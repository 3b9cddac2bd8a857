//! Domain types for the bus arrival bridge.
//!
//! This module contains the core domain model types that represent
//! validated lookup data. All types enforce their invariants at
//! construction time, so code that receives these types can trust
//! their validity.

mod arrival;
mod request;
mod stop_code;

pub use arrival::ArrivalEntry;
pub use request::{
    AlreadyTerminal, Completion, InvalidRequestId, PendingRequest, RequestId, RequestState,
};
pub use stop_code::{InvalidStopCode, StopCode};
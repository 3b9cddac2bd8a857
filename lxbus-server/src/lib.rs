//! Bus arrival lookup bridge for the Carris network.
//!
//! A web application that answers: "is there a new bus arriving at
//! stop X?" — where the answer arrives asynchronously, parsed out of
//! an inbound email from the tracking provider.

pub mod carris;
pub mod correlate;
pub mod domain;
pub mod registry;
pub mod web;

────────────────────

Your instructions: Each record should be repeated in full, exactly as it is written.

Response box:
repository 3b9cddac2bd8a857
//! Domain types for the bus arrival bridge.
//!
//! This module contains the core domain model types that represent
//! validated lookup data. All types enforce their invariants at
//! construction time, so code that receives these types can trust
//! their validity.

mod arrival;
mod request;
mod stop_code;

pub use arrival::ArrivalEntry;
pub use request::{
    AlreadyTerminal, Completion, InvalidRequestId, PendingRequest, RequestId, RequestState,
};
pub use stop_code::{InvalidStopCode, StopCode};
repository 3b9cddac2bd8a857
filename lxbus-server/src/lib.rs
//! Bus arrival lookup bridge for the Carris network.
//!
//! A web application that answers: "is there a new bus arriving at
//! stop X?" — where the answer arrives asynchronously, parsed out of
//! an inbound email from the tracking provider.

pub mod carris;
pub mod correlate;
pub mod domain;
pub mod registry;
pub mod web;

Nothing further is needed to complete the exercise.